Late last year, Google introduced a level and points-based system to the Local Guides program, which rewarded those who actively contribute to the Maps Community so that they would reach higher levels as they earned more points. However, Guides have now been advised that the search conglomerate is scaling down on one of its best offers. Instead of 1 TB of free storage for 2 years upon reaching level 4, Guides would now only receive 100GB.

Decision Arose Due to Growth of Guide Community

A Google Help center article mentioned that the reason for the down scaling of this offer was because the Local Guides Community had grown extensively. With so many people contributing to the program, the company simply couldn't keep up with handing out 1Tb of free storage any longer. Google stated that it has reduced the storage capacity so that it can continue giving Drive storage to all Level 4 Qualified Local Guides.

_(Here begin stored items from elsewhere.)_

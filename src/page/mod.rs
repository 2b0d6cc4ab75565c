//! Fixed-size WAL page codec.
//!
//! A page is `crc | magic | free_space | [v2 fields] | chunk...`, all integers
//! big-endian. Each chunk is `continues | is_tail | len | payload`; a logical
//! record is the concatenation of a chunk flagged `continues` and the leading
//! chunks of the following pages, up to the one with `continues` clear.

mod layout;
mod page_format;

use std::fmt;

use byteorder::BigEndian;
use byteorder::ByteOrder;

pub use self::layout::ChunkPlacement;
pub use self::layout::Chunks;
pub use self::layout::PageLayout;
pub use self::layout::Placement;
pub use self::page_format::PageFormat;

/// `continues(1B) | is_tail(1B) | length(4B)`
pub const CHUNK_HEADER_SIZE: usize = 6;

/// A chunk must carry at least one payload byte, a page with less free space
/// than this is considered full.
pub const MIN_RECORD_SIZE: usize = CHUNK_HEADER_SIZE + 1;

/// On-page footprint of a chunk carrying `record_size` payload bytes.
pub fn calculate_serialized_size(record_size: usize) -> usize {
    record_size + CHUNK_HEADER_SIZE
}

/// Payload bytes a chunk can carry in `serialized_size` bytes of page space.
pub fn calculate_record_size(serialized_size: usize) -> usize {
    serialized_size.saturating_sub(CHUNK_HEADER_SIZE)
}

/// Why a page read from disk can not be trusted.
#[derive(Debug, Clone, PartialEq, Eq)]
#[derive(thiserror::Error)]
pub enum PageDamage {
    #[error("unknown magic number 0x{0:016x}")]
    BadMagic(u64),

    #[error("crc32 mismatch: stored 0x{stored:08x}, actual 0x{actual:08x}")]
    ChecksumMismatch { stored: u32, actual: u32 },

    #[error("page is {actual} while the segment is {expected}")]
    UnexpectedFormat {
        expected: PageFormat,
        actual: PageFormat,
    },

    #[error("free space {free_space} exceeds the page capacity")]
    BadFreeSpace { free_space: usize },

    #[error("bad chunk at offset {offset}: {reason}")]
    BadChunk { offset: usize, reason: &'static str },

    #[error("record continues beyond the last written page")]
    DanglingContinuation,

    #[error("record ends on a non-last page that still has {free_space} bytes free")]
    UnexpectedFreeSpace { free_space: usize },
}

/// One WAL page image.
#[derive(Clone, PartialEq, Eq)]
pub struct WalPage {
    buf: Vec<u8>,
    format: PageFormat,
}

impl fmt::Debug for WalPage {
    fn fmt(&self, f: &mut fmt::Formatter<'_>) -> fmt::Result {
        f.debug_struct("WalPage")
            .field("format", &self.format)
            .field("page_size", &self.page_size())
            .field("free_space", &self.free_space())
            .field("last_stored_lsn_position", &self.last_stored_lsn_position())
            .field("end_of_last_record", &self.end_of_last_record())
            .finish()
    }
}

impl WalPage {
    /// Create an empty page: all space after the header is free and, for
    /// `V2`, no record ends on it.
    pub fn new(page_size: usize, format: PageFormat) -> Self {
        let mut page = Self {
            buf: vec![0u8; page_size],
            format,
        };
        page.set_free_space(page_size - format.records_offset());
        page.write_i64_field(format.last_stored_lsn_offset(), -1);
        page.write_i32_field(format.end_of_last_record_offset(), -1);
        page.seal();
        page
    }

    /// Parse a page read from disk, verifying its magic number and CRC.
    pub fn decode(buf: Vec<u8>) -> Result<Self, PageDamage> {
        if buf.len() < PageFormat::V2.records_offset() + MIN_RECORD_SIZE {
            return Err(PageDamage::BadChunk {
                offset: 0,
                reason: "page is shorter than its header",
            });
        }

        let magic = BigEndian::read_u64(&buf[PageFormat::MAGIC_OFFSET..]);
        let format =
            PageFormat::from_magic(magic).ok_or(PageDamage::BadMagic(magic))?;

        let stored = BigEndian::read_u32(&buf[PageFormat::CRC_OFFSET..]);
        let actual = crc32fast::hash(&buf[PageFormat::MAGIC_OFFSET..]);
        if stored != actual {
            return Err(PageDamage::ChecksumMismatch { stored, actual });
        }

        let page = Self { buf, format };

        let free_space = page.free_space();
        if free_space > page.page_size() - format.records_offset() {
            return Err(PageDamage::BadFreeSpace { free_space });
        }

        Ok(page)
    }

    /// Like [`WalPage::decode`], additionally requiring the given format.
    pub fn decode_as(
        buf: Vec<u8>,
        expected: PageFormat,
    ) -> Result<Self, PageDamage> {
        let page = Self::decode(buf)?;
        if page.format != expected {
            return Err(PageDamage::UnexpectedFormat {
                expected,
                actual: page.format,
            });
        }
        Ok(page)
    }

    pub fn format(&self) -> PageFormat {
        self.format
    }

    pub fn page_size(&self) -> usize {
        self.buf.len()
    }

    pub fn as_bytes(&self) -> &[u8] {
        &self.buf
    }

    pub fn free_space(&self) -> usize {
        BigEndian::read_u32(&self.buf[PageFormat::FREE_SPACE_OFFSET..]) as usize
    }

    pub(crate) fn set_free_space(&mut self, free_space: usize) {
        BigEndian::write_u32(
            &mut self.buf[PageFormat::FREE_SPACE_OFFSET..],
            free_space as u32,
        );
    }

    /// Segment position of the last record whose final chunk is on this
    /// page. Always `None` for `V1` pages.
    pub fn last_stored_lsn_position(&self) -> Option<u64> {
        let offset = self.format.last_stored_lsn_offset()?;
        let v = BigEndian::read_i64(&self.buf[offset..]);
        if v < 0 {
            None
        } else {
            Some(v as u64)
        }
    }

    /// In-page offset right after the last record ending on this page.
    pub fn end_of_last_record(&self) -> Option<usize> {
        let offset = self.format.end_of_last_record_offset()?;
        let v = BigEndian::read_i32(&self.buf[offset..]);
        if v < 0 {
            None
        } else {
            Some(v as usize)
        }
    }

    /// Record that a record starting at segment `position` ends on this page
    /// at in-page offset `end`. A no-op for `V1`.
    pub(crate) fn mark_record_end(&mut self, position: u64, end: usize) {
        self.write_i64_field(self.format.last_stored_lsn_offset(), position as i64);
        self.write_i32_field(self.format.end_of_last_record_offset(), end as i32);
    }

    /// Write one chunk at `offset` and return the in-page offset right after
    /// it. The free space is updated to what remains after the chunk.
    pub(crate) fn write_chunk(
        &mut self,
        offset: usize,
        payload: &[u8],
        continues: bool,
    ) -> usize {
        let end = offset + calculate_serialized_size(payload.len());
        debug_assert!(offset >= self.format.records_offset());
        debug_assert!(end <= self.page_size());

        self.buf[offset] = continues as u8;
        self.buf[offset + 1] = (!continues) as u8;
        BigEndian::write_u32(&mut self.buf[offset + 2..], payload.len() as u32);
        self.buf[offset + CHUNK_HEADER_SIZE..end].copy_from_slice(payload);

        let page_size = self.page_size();
        self.set_free_space(page_size - end);
        end
    }

    /// Returns the payload of the chunk starting at `offset`.
    pub fn get_record(&self, offset: usize) -> Result<&[u8], PageDamage> {
        self.check_chunk_header(offset)?;

        let len = BigEndian::read_u32(&self.buf[offset + 2..]) as usize;
        let start = offset + CHUNK_HEADER_SIZE;
        if len > self.page_size() - start {
            return Err(PageDamage::BadChunk {
                offset,
                reason: "chunk payload exceeds the page",
            });
        }
        Ok(&self.buf[start..start + len])
    }

    /// Whether the record whose chunk starts at `offset` continues on the
    /// next page.
    pub fn merge_with_next_page(&self, offset: usize) -> bool {
        if self.check_chunk_header(offset).is_err() {
            return false;
        }
        self.buf[offset] != 0
    }

    /// Stamp the magic number and CRC; must be called before the page is
    /// written to disk.
    pub(crate) fn seal(&mut self) {
        let magic = self.format.magic();
        BigEndian::write_u64(&mut self.buf[PageFormat::MAGIC_OFFSET..], magic);

        let crc = crc32fast::hash(&self.buf[PageFormat::MAGIC_OFFSET..]);
        BigEndian::write_u32(&mut self.buf[PageFormat::CRC_OFFSET..], crc);
    }

    fn check_chunk_header(&self, offset: usize) -> Result<(), PageDamage> {
        if offset < self.format.records_offset()
            || offset + CHUNK_HEADER_SIZE > self.page_size()
        {
            return Err(PageDamage::BadChunk {
                offset,
                reason: "chunk header is outside the record area",
            });
        }
        Ok(())
    }

    fn write_i64_field(&mut self, offset: Option<usize>, v: i64) {
        if let Some(offset) = offset {
            BigEndian::write_i64(&mut self.buf[offset..], v);
        }
    }

    fn write_i32_field(&mut self, offset: Option<usize>, v: i32) {
        if let Some(offset) = offset {
            BigEndian::write_i32(&mut self.buf[offset..], v);
        }
    }
}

Guides who are close to reaching level 4 have until today (July 21st) to do so, whereby they will still receive the free 1TB storage. In addition, those who have already reached Level 4 and received the 1TB option will still have it until its time runs out.

Another EU Antitrust Charge

The EU has presented Google with its third antitrust charge in less than 2 years. Yet again, the charges are related to Google allegedly abusing its dominant market position throughout Europe. This time round, the EU is accusing Google of blocking or preventing adverts from its competitors from appearing on certain websites.

Margrethe Vestager, EU Antitrust Commissioner, says that Google is preventing other companies from innovating and competing. She tweeted the following after mentioning that there is "strong evidence" to back up the claims, "We reinforce Google case on search/shopping comparison with new, strong evidence and send statement of objections t [sic] Google on search adverts."

There are also claims from the European Commission that Google favors its own shopping service in search results pages. If that proves to be true, it's not only a disservice to competitors, it's also a disservice to searchers who may not be receiving the most relevant results with search queries. Google hasn't responded to the latest charge, other than to say, "We'll examine the Commission's renewed cases and provide a detailed response in the coming weeks."

In April 2015, the EU claimed that Google was deliberately displaying its own products ahead of competitors in search results. In April 2016, the EU charged Google for "unfair business practices" because Google apps come preinstalled on Android devices. The EU claimed that this prevented similar apps from being able to compete.

In Europe, Google has more than a 90% share of the search market, whereas they only have around a 64% market share in the U.S. This could be the reason why the EU is always trying to level the playing field. While there's nothing wrong with market dominance, if Google is found to be violating the EU's competition rules, it could find itself facing serious consequences.